The political fallout has not only left PiS politically exposed to both the right-wing opposition in the form of the Konfederacja party as well as the EU-backed liberal challengers led by Donald Tusk, but has also aggravated a diplomatic spat with the German government as Berlin ponders retaliatory border checks. German Interior Minister Nancy Faeser reportedly planned to announce on Wednesday, September 27th, that the country would indeed put such border controls in place.
Rather ironically, the Polish government faces a reprimand from the European Commission, as European Commissioner for Home Affairs Ylva Johansson wrote to the Polish government inquiring if EU law had been potentially broken by the scandal. Poland is already facing a border crisis on its frontier with Belarus, with the Polish embassy in Minsk accused of issuing 1,300 visas due to bribery through a Russian intermediary.
Warsaw has been in a long-running diplomatic war of attrition with Brussels over its migration policy and allegations of violating EU regulations on the ‘rule of law’ over appointments in its national judiciary, with some Polish ministers lashing out at what they see as a contrived scandal designed to undermine their government shortly before elections.

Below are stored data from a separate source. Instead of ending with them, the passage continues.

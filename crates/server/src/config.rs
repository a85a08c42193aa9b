//! Server configuration loaded from environment variables.
//!
//! # Environment Variables
//!
//! ## Required
//! - `BARBERQ_DATABASE_URL` - `PostgreSQL` connection string (falls back to `DATABASE_URL`)
//! - `BARBERQ_BASE_URL` - Public URL of this service (OAuth redirect base)
//! - `GOOGLE_CLIENT_ID` - Google OAuth client ID (barber sign-in)
//! - `GOOGLE_CLIENT_SECRET` - Google OAuth client secret
//! - `FIREBASE_API_KEY` - Firebase Web API key (client phone-login token verification)
//!
//! ## Optional
//! - `BARBERQ_HOST` - Bind address (default: 127.0.0.1)
//! - `BARBERQ_PORT` - Listen port (default: 3000)
//! - `BARBERQ_COUNTRY_CODE` - Country code added to local phone numbers (default: 55)
//! - `BARBERQ_POLL_INTERVAL_SECS` - Suggested client polling interval (default: 5)
//! - `BARBERQ_SHOP_NAME` - Shop name used in WhatsApp messages (default: Barbearia)
//! - `BARBERQ_BARBER_PANEL_PATH` - Where barbers land after sign-in (default: /painel-barbeiro)
//! - `SENTRY_DSN` - Sentry error tracking DSN
//! - `SENTRY_ENVIRONMENT` - Sentry environment name
//! - `SENTRY_SAMPLE_RATE` - Error sample rate (default: 1.0)
//! - `SENTRY_TRACES_SAMPLE_RATE` - Transaction sample rate (default: 0.0)

use std::collections::HashMap;
use std::net::{IpAddr, SocketAddr};
use std::time::Duration;

use barberq_core::PhoneLocale;
use secrecy::SecretString;
use thiserror::Error;
use url::Url;

const MIN_ENTROPY_BITS_PER_CHAR: f64 = 3.3;
const MAX_POLL_INTERVAL_SECS: u64 = 300;

/// Blocklist of common placeholder patterns (case-insensitive)
const PLACEHOLDER_PATTERNS: &[&str] = &[
    "your-",
    "changeme",
    "replace",
    "placeholder",
    "example",
    "secret",
    "password",
    "xxx",
    "todo",
    "fixme",
    "insert",
    "enter-",
    "put-your",
    "add-your",
];

/// Configuration errors that can occur during loading.
#[derive(Debug, Error)]
pub enum ConfigError {
    #[error("Missing environment variable: {0}")]
    MissingEnvVar(String),
    #[error("Invalid environment variable {0}: {1}")]
    InvalidEnvVar(String, String),
    #[error("Insecure secret in {0}: {1}")]
    InsecureSecret(String, String),
}

/// Server configuration.
#[derive(Debug, Clone)]
pub struct ServerConfig {
    /// `PostgreSQL` database connection URL (contains password)
    pub database_url: SecretString,
    /// IP address to bind the server to
    pub host: IpAddr,
    /// Port to listen on
    pub port: u16,
    /// Public base URL, without trailing slash
    pub base_url: String,
    /// Google OAuth configuration (barber sign-in)
    pub google: GoogleConfig,
    /// Firebase Web API key used to verify client ID tokens
    pub firebase_api_key: SecretString,
    /// Queue behaviour
    pub queue: QueueConfig,
    /// Path barbers are redirected to after signing in
    pub barber_panel_path: String,
    /// Sentry DSN for error tracking
    pub sentry_dsn: Option<String>,
    /// Sentry environment name
    pub sentry_environment: Option<String>,
    /// Fraction of errors sent to Sentry
    pub sentry_sample_rate: f32,
    /// Fraction of transactions sent to Sentry
    pub sentry_traces_sample_rate: f32,
}

/// Google OAuth configuration.
///
/// Implements `Debug` manually to redact the client secret.
#[derive(Clone)]
pub struct GoogleConfig {
    /// OAuth client ID
    pub client_id: String,
    /// OAuth client secret
    pub client_secret: SecretString,
}

impl std::fmt::Debug for GoogleConfig {
    fn fmt(&self, f: &mut std::fmt::Formatter<'_>) -> std::fmt::Result {
        f.debug_struct("GoogleConfig")
            .field("client_id", &self.client_id)
            .field("client_secret", &"[REDACTED]")
            .finish()
    }
}

/// Queue behaviour configuration.
#[derive(Debug, Clone)]
pub struct QueueConfig {
    /// Locale used to complete local phone numbers
    pub phone_locale: PhoneLocale,
    /// Interval clients should wait between polls
    pub poll_interval: Duration,
    /// Shop name used in notification messages
    pub shop_name: String,
}

impl Default for QueueConfig {
    fn default() -> Self {
        Self {
            phone_locale: PhoneLocale::default(),
            poll_interval: Duration::from_secs(5),
            shop_name: "Barbearia".to_string(),
        }
    }
}

impl ServerConfig {
    /// Load configuration from environment variables.
    ///
    /// Calls `dotenvy::dotenv()` to load from `.env` file if present.
    ///
    /// # Errors
    ///
    /// Returns `ConfigError` if required variables are missing, invalid, or
    /// if secrets fail validation (placeholder detection, entropy check).
    pub fn from_env() -> Result<Self, ConfigError> {
        // Load .env file if present (ignore errors if not found)
        let _ = dotenvy::dotenv();

        let database_url = get_database_url("BARBERQ_DATABASE_URL")?;
        let host = get_env_or_default("BARBERQ_HOST", "127.0.0.1")
            .parse::<IpAddr>()
            .map_err(|e| ConfigError::InvalidEnvVar("BARBERQ_HOST".to_string(), e.to_string()))?;
        let port = get_env_or_default("BARBERQ_PORT", "3000")
            .parse::<u16>()
            .map_err(|e| ConfigError::InvalidEnvVar("BARBERQ_PORT".to_string(), e.to_string()))?;
        let base_url = parse_base_url(&get_required_env("BARBERQ_BASE_URL")?)?;

        let google = GoogleConfig::from_env()?;
        let firebase_api_key = get_required_secret("FIREBASE_API_KEY")?;
        let queue = QueueConfig::from_env()?;
        let barber_panel_path = get_env_or_default("BARBERQ_BARBER_PANEL_PATH", "/painel-barbeiro");

        Ok(Self {
            database_url,
            host,
            port,
            base_url,
            google,
            firebase_api_key,
            queue,
            barber_panel_path,
            sentry_dsn: get_optional_env("SENTRY_DSN"),
            sentry_environment: get_optional_env("SENTRY_ENVIRONMENT"),
            sentry_sample_rate: get_rate("SENTRY_SAMPLE_RATE", 1.0)?,
            sentry_traces_sample_rate: get_rate("SENTRY_TRACES_SAMPLE_RATE", 0.0)?,
        })
    }

    /// Returns the socket address for binding the server.
    #[must_use]
    pub const fn socket_addr(&self) -> SocketAddr {
        SocketAddr::new(self.host, self.port)
    }

    /// Whether the public URL is served over HTTPS (controls secure cookies).
    #[must_use]
    pub fn is_secure(&self) -> bool {
        self.base_url.starts_with("https://")
    }

    /// OAuth redirect URI registered with Google.
    #[must_use]
    pub fn google_redirect_uri(&self) -> String {
        format!("{}/auth/google/callback", self.base_url)
    }
}

impl GoogleConfig {
    fn from_env() -> Result<Self, ConfigError> {
        Ok(Self {
            client_id: get_required_env("GOOGLE_CLIENT_ID")?,
            client_secret: get_validated_secret("GOOGLE_CLIENT_SECRET")?,
        })
    }
}

impl QueueConfig {
    fn from_env() -> Result<Self, ConfigError> {
        let country_code = get_env_or_default("BARBERQ_COUNTRY_CODE", PhoneLocale::BRAZIL_COUNTRY_CODE);
        let phone_locale = PhoneLocale::new(&country_code).map_err(|e| {
            ConfigError::InvalidEnvVar("BARBERQ_COUNTRY_CODE".to_string(), e.to_string())
        })?;

        let poll_secs = get_env_or_default("BARBERQ_POLL_INTERVAL_SECS", "5")
            .parse::<u64>()
            .map_err(|e| {
                ConfigError::InvalidEnvVar("BARBERQ_POLL_INTERVAL_SECS".to_string(), e.to_string())
            })?;
        let poll_interval = validate_poll_interval(poll_secs)?;

        Ok(Self {
            phone_locale,
            poll_interval,
            shop_name: get_env_or_default("BARBERQ_SHOP_NAME", "Barbearia"),
        })
    }
}

// =============================================================================
// Helper Functions
// =============================================================================

/// Get a required environment variable.
fn get_required_env(key: &str) -> Result<String, ConfigError> {
    std::env::var(key).map_err(|_| ConfigError::MissingEnvVar(key.to_string()))
}

/// Get a required environment variable as a secret.
fn get_required_secret(key: &str) -> Result<SecretString, ConfigError> {
    let value = get_required_env(key)?;
    Ok(SecretString::from(value))
}

/// Get database URL with fallback to generic `DATABASE_URL`.
fn get_database_url(primary_key: &str) -> Result<SecretString, ConfigError> {
    if let Ok(value) = std::env::var(primary_key) {
        return Ok(SecretString::from(value));
    }
    if let Ok(value) = std::env::var("DATABASE_URL") {
        return Ok(SecretString::from(value));
    }
    Err(ConfigError::MissingEnvVar(primary_key.to_string()))
}

/// Get an optional environment variable.
fn get_optional_env(key: &str) -> Option<String> {
    std::env::var(key).ok()
}

/// Get an environment variable with a default value.
fn get_env_or_default(key: &str, default: &str) -> String {
    std::env::var(key).unwrap_or_else(|_| default.to_string())
}

/// Get a sampling rate in `0.0..=1.0`.
fn get_rate(key: &str, default: f32) -> Result<f32, ConfigError> {
    let Some(raw) = get_optional_env(key) else {
        return Ok(default);
    };
    let rate = raw
        .parse::<f32>()
        .map_err(|e| ConfigError::InvalidEnvVar(key.to_string(), e.to_string()))?;
    if (0.0..=1.0).contains(&rate) {
        Ok(rate)
    } else {
        Err(ConfigError::InvalidEnvVar(
            key.to_string(),
            "must be between 0.0 and 1.0".to_string(),
        ))
    }
}

/// Validate the public base URL and strip any trailing slash.
fn parse_base_url(raw: &str) -> Result<String, ConfigError> {
    let url = Url::parse(raw)
        .map_err(|e| ConfigError::InvalidEnvVar("BARBERQ_BASE_URL".to_string(), e.to_string()))?;
    if url.host_str().is_none() {
        return Err(ConfigError::InvalidEnvVar(
            "BARBERQ_BASE_URL".to_string(),
            "must have a host".to_string(),
        ));
    }
    Ok(raw.trim_end_matches('/').to_string())
}

/// Bound the polling interval so clients neither hammer nor stall.
fn validate_poll_interval(secs: u64) -> Result<Duration, ConfigError> {
    if secs == 0 || secs > MAX_POLL_INTERVAL_SECS {
        return Err(ConfigError::InvalidEnvVar(
            "BARBERQ_POLL_INTERVAL_SECS".to_string(),
            format!("must be between 1 and {MAX_POLL_INTERVAL_SECS}"),
        ));
    }
    Ok(Duration::from_secs(secs))
}

/// Calculate Shannon entropy in bits per character.
fn shannon_entropy(s: &str) -> f64 {
    if s.is_empty() {
        return 0.0;
    }

    let mut freq: HashMap<char, usize> = HashMap::new();
    for c in s.chars() {
        *freq.entry(c).or_insert(0) += 1;
    }

    #[allow(clippy::cast_precision_loss)] // String length will never exceed f64 precision
    let len = s.len() as f64;
    freq.values()
        .map(|&count| {
            #[allow(clippy::cast_precision_loss)] // Character count will never exceed f64 precision
            let p = count as f64 / len;
            -p * p.log2()
        })
        .sum()
}

/// Validate that a secret is not a placeholder and has sufficient entropy.
fn validate_secret_strength(secret: &str, var_name: &str) -> Result<(), ConfigError> {
    let lower = secret.to_lowercase();

    for pattern in PLACEHOLDER_PATTERNS {
        if lower.contains(pattern) {
            return Err(ConfigError::InsecureSecret(
                var_name.to_string(),
                format!("appears to be a placeholder (contains '{pattern}')"),
            ));
        }
    }

    let entropy = shannon_entropy(secret);
    if entropy < MIN_ENTROPY_BITS_PER_CHAR {
        return Err(ConfigError::InsecureSecret(
            var_name.to_string(),
            format!(
                "entropy too low ({entropy:.2} bits/char, need >= {MIN_ENTROPY_BITS_PER_CHAR:.1}). Use the value issued by the provider."
            ),
        ));
    }

    Ok(())
}

/// Load and validate a secret from environment.
fn get_validated_secret(key: &str) -> Result<SecretString, ConfigError> {
    let value = get_required_env(key)?;
    validate_secret_strength(&value, key)?;
    Ok(SecretString::from(value))
}

/// Configuration for unit tests; never touches the environment.
#[cfg(test)]
#[allow(clippy::unwrap_used)]
pub(crate) fn test_config() -> ServerConfig {
    ServerConfig {
        database_url: SecretString::from("postgres://localhost/barberq_test"),
        host: "127.0.0.1".parse().unwrap(),
        port: 3000,
        base_url: "http://localhost:3000".to_string(),
        google: GoogleConfig {
            client_id: "client-id.apps.googleusercontent.com".to_string(),
            client_secret: SecretString::from("GOCSPX-super_secret_client_value"),
        },
        firebase_api_key: SecretString::from("AIzaSyTestKey"),
        queue: QueueConfig::default(),
        barber_panel_path: "/painel-barbeiro".to_string(),
        sentry_dsn: None,
        sentry_environment: None,
        sentry_sample_rate: 1.0,
        sentry_traces_sample_rate: 0.0,
    }
}
//! Authentication extractors.
//!
//! Credentials are always passed explicitly to handlers:
//! - [`RequireBarber`] reads the barber identity from the session cookie.
//! - [`RequireIdentity`] verifies the client's bearer token.

use axum::{extract::FromRequestParts, http::request::Parts};
use tower_sessions::Session;

use crate::error::{AppError, set_sentry_user};
use crate::models::{CurrentBarber, session_keys};
use crate::services::VerifiedIdentity;
use crate::services::identity::bearer_token;
use crate::state::AppState;

/// Extractor that requires a signed-in barber.
///
/// Rejects with `401 unauthenticated` when the session has no barber.
///
/// # Example
///
/// ```rust,ignore
/// async fn handler(RequireBarber(barber): RequireBarber) -> String {
///     format!("Hello, {}!", barber.email)
/// }
/// ```
pub struct RequireBarber(pub CurrentBarber);

impl<S> FromRequestParts<S> for RequireBarber
where
    S: Send + Sync,
{
    type Rejection = AppError;

    async fn from_request_parts(parts: &mut Parts, _state: &S) -> Result<Self, Self::Rejection> {
        // Set by SessionManagerLayer
        let session = parts
            .extensions
            .get::<Session>()
            .ok_or(AppError::Unauthenticated)?;

        let barber: CurrentBarber = session
            .get(session_keys::CURRENT_BARBER)
            .await
            .ok()
            .flatten()
            .ok_or(AppError::Unauthenticated)?;

        set_sentry_user(&barber.id, Some(barber.email.as_str()));
        Ok(Self(barber))
    }
}

/// Extractor that requires a verified client identity token.
///
/// Rejects with `401 unauthenticated` for a missing or invalid token and
/// `502 upstream` when the identity provider is unreachable.
pub struct RequireIdentity(pub VerifiedIdentity);

impl FromRequestParts<AppState> for RequireIdentity {
    type Rejection = AppError;

    async fn from_request_parts(
        parts: &mut Parts,
        state: &AppState,
    ) -> Result<Self, Self::Rejection> {
        let token = bearer_token(&parts.headers).ok_or(AppError::Unauthenticated)?;
        let identity = state.identity().verify(token).await?;
        Ok(Self(identity))
    }
}

/// Helper to set the signed-in barber in the session.
///
/// The session ID is cycled to prevent fixation.
///
/// # Errors
///
/// Returns an error if the session cannot be modified.
pub async fn set_current_barber(
    session: &Session,
    barber: &CurrentBarber,
) -> Result<(), tower_sessions::session::Error> {
    session.cycle_id().await?;
    session.insert(session_keys::CURRENT_BARBER, barber).await
}

/// Helper to clear the signed-in barber from the session (logout).
///
/// # Errors
///
/// Returns an error if the session cannot be modified.
pub async fn clear_current_barber(session: &Session) -> Result<(), tower_sessions::session::Error> {
    session
        .remove::<CurrentBarber>(session_keys::CURRENT_BARBER)
        .await?;
    Ok(())
}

Anti-PiS federalists in the European Parliament have already sought to make political capital from the visa scandal in what could be a new front opened against Warsaw in the ‘rule of law’ saga.
Recently taking some critical stances on the Ukrainian war, including ending the supply of weapons to Kyiv and clamping down on the flow of Ukrainian grain, PiS is expected to triumph next month, a result that is already spooking EU Commission officials who had been banking on a win for progressives.
Prior to the visa revelations, PiS had killed plans to liberalise the country’s visa system, with the government planning a simultaneous referendum on the implementation of new EU-imposed quotas for asylum seekers to coincide with October’s election.